> **WORK ITEM**
Give back the line below containing "fn print_json(out: &mut" and every later line, exactly.

Dataset entries
[Start of Attachment]

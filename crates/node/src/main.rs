// Copyright (c) 2021-2024 Espresso Systems (espressosys.com)
// This file is part of the votechain repository.

// You should have received a copy of the MIT License
// along with the votechain repository. If not, see <https://mit-license.org/>.

//! Command line front end for the votechain ledger
//!
//! Deploys the voting system, applies JSON scripts of steps and prints election results. Every
//! command prints JSON on stdout, one document per line.

mod config;
mod script;

use std::{io::Write, path::PathBuf};

use anyhow::{bail, Context, Result};
use clap::{Parser, Subcommand};
use tracing::info;
use votechain::{
    contracts::Contract,
    system::Deployment,
    traits::implementations::{FileStorage, MemoryStorage},
    types::ElectionId,
    Block, Ledger, Storage, VotingSystem,
};
use votechain_types::logging::setup_logging;

use crate::{config::NodeConfig, script::Script};

#[derive(Parser, Debug)]
#[command(name = "votechain-node", about = "Runs the votechain voting ledger")]
/// The command line arguments for the node
struct Args {
    /// The configuration file to be used for this run
    #[arg(short, long, env = "VOTECHAIN_CONFIG", default_value = "votechain.toml")]
    config: PathBuf,

    /// What to do
    #[command(subcommand)]
    command: Command,
}

/// The node's commands
#[derive(Subcommand, Debug, Clone, PartialEq, Eq)]
enum Command {
    /// Deploy and wire the five components, administered by the configured owner
    Deploy,
    /// Apply every step of a JSON script, deploying first if the ledger has no deployment
    Run {
        /// The script to apply
        #[arg(long)]
        script: PathBuf,
    },
    /// Print the results of an election
    Results {
        /// The election
        #[arg(long)]
        election: u64,
    },
}

#[tokio::main]
async fn main() -> Result<()> {
    setup_logging();
    let args = Args::parse();
    let config = NodeConfig::load(&args.config)?;
    let mut stdout = std::io::stdout();

    match config.storage.path.clone() {
        Some(path) => {
            info!(path = %path.display(), "Using file storage");
            let ledger = open(&config, FileStorage::new(path)).await?;
            execute(&args.command, &config, &ledger, &mut stdout).await
        }
        None => {
            info!("Using in-memory storage");
            let ledger = open(&config, MemoryStorage::empty()).await?;
            execute(&args.command, &config, &ledger, &mut stdout).await
        }
    }
}

/// Open the ledger described by `config` on top of `storage`
async fn open<S: Storage>(config: &NodeConfig, storage: S) -> Result<Ledger<S>> {
    Ledger::new(config.ledger_config(), config.clock.build(), storage)
        .await
        .context("Failed to open ledger")
}

/// Run `command` against `ledger`, writing its output to `out`
async fn execute<S: Storage>(
    command: &Command,
    config: &NodeConfig,
    ledger: &Ledger<S>,
    out: &mut impl Write,
) -> Result<()> {
    match command {
        Command::Deploy => {
            let system = VotingSystem::deploy(ledger, config.deployment.owner)
                .await
                .context("Failed to deploy voting system")?;
            print_json(out, &system.deployment())
        }
        Command::Run { script } => {
            let contents = tokio::fs::read_to_string(script)
                .await
                .with_context(|| format!("Could not read script {}", script.display()))?;
            let script: Script = serde_json::from_str(&contents)
                .with_context(|| format!("Invalid script {}", script.display()))?;
            let deployment = match find_deployment(config, ledger).await? {
                Some(deployment) => deployment,
                None => {
                    let system = VotingSystem::deploy(ledger, config.deployment.owner)
                        .await
                        .context("Failed to deploy voting system")?;
                    print_json(out, &system.deployment())?;
                    system.deployment()
                }
            };
            run_script(script, &deployment, config, ledger, out).await
        }
        Command::Results { election } => {
            let Some(deployment) = find_deployment(config, ledger).await? else {
                bail!("No deployment found; run `deploy` first");
            };
            let system = VotingSystem::attach(ledger, deployment).await?;
            let results = system
                .results
                .get_full_results(ElectionId::new(*election))
                .await?;
            print_json(out, &results)
        }
    }
}

/// Apply every step of `script`, printing one receipt per step
async fn run_script<S: Storage>(
    script: Script,
    deployment: &Deployment,
    config: &NodeConfig,
    ledger: &Ledger<S>,
    out: &mut impl Write,
) -> Result<()> {
    for (index, step) in script.steps.into_iter().enumerate() {
        let timestamp = match step.time {
            Some(time) => time,
            None => ledger.now().await,
        };
        let tx = step.transaction(deployment, config.deployment.owner);
        let receipts = ledger
            .apply_block(Block {
                timestamp,
                transactions: vec![tx],
            })
            .await
            .with_context(|| format!("Failed to apply step {index}"))?;
        for receipt in &receipts {
            print_json(out, receipt)?;
        }
    }
    Ok(())
}

/// The deployment named in `config`, or the only one on `ledger`
async fn find_deployment<S: Storage>(
    config: &NodeConfig,
    ledger: &Ledger<S>,
) -> Result<Option<Deployment>> {
    if let Some(results) = config.deployment.results {
        let system = VotingSystem::from_results(ledger, results)
            .await
            .with_context(|| format!("No deployment behind results aggregator {results:?}"))?;
        return Ok(Some(system.deployment()));
    }

    let aggregators: Vec<_> = ledger
        .read(|state| {
            state
                .contracts()
                .filter_map(|contract| match contract {
                    Contract::Results(results) => Some(results.address()),
                    _ => None,
                })
                .collect()
        })
        .await;
    match aggregators.as_slice() {
        [] => Ok(None),
        [results] => Ok(Some(
            VotingSystem::from_results(ledger, *results)
                .await?
                .deployment(),
        )),
        _ => bail!(
            "{} deployments found; set `deployment.results` to pick one",
            aggregators.len()
        ),
    }
}

/// Write `value` as one line of JSON
fn print_json(out: &mut impl Write, value: &impl serde::Serialize) -> Result<()> {
    serde_json::to_writer(&mut *out, value).context("Failed to encode output")?;
    writeln!(out).context("Failed to write output")
}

[End of Attachment]

> **RESPONSE FOR THIS EXERCISE**
fn print_json(out: &mut impl Write, value: &impl serde::Serialize) -> Result<()> {
    serde_json::to_writer(&mut *out, value).context("Failed to encode output")?;
    writeln!(out).context("Failed to write output")
}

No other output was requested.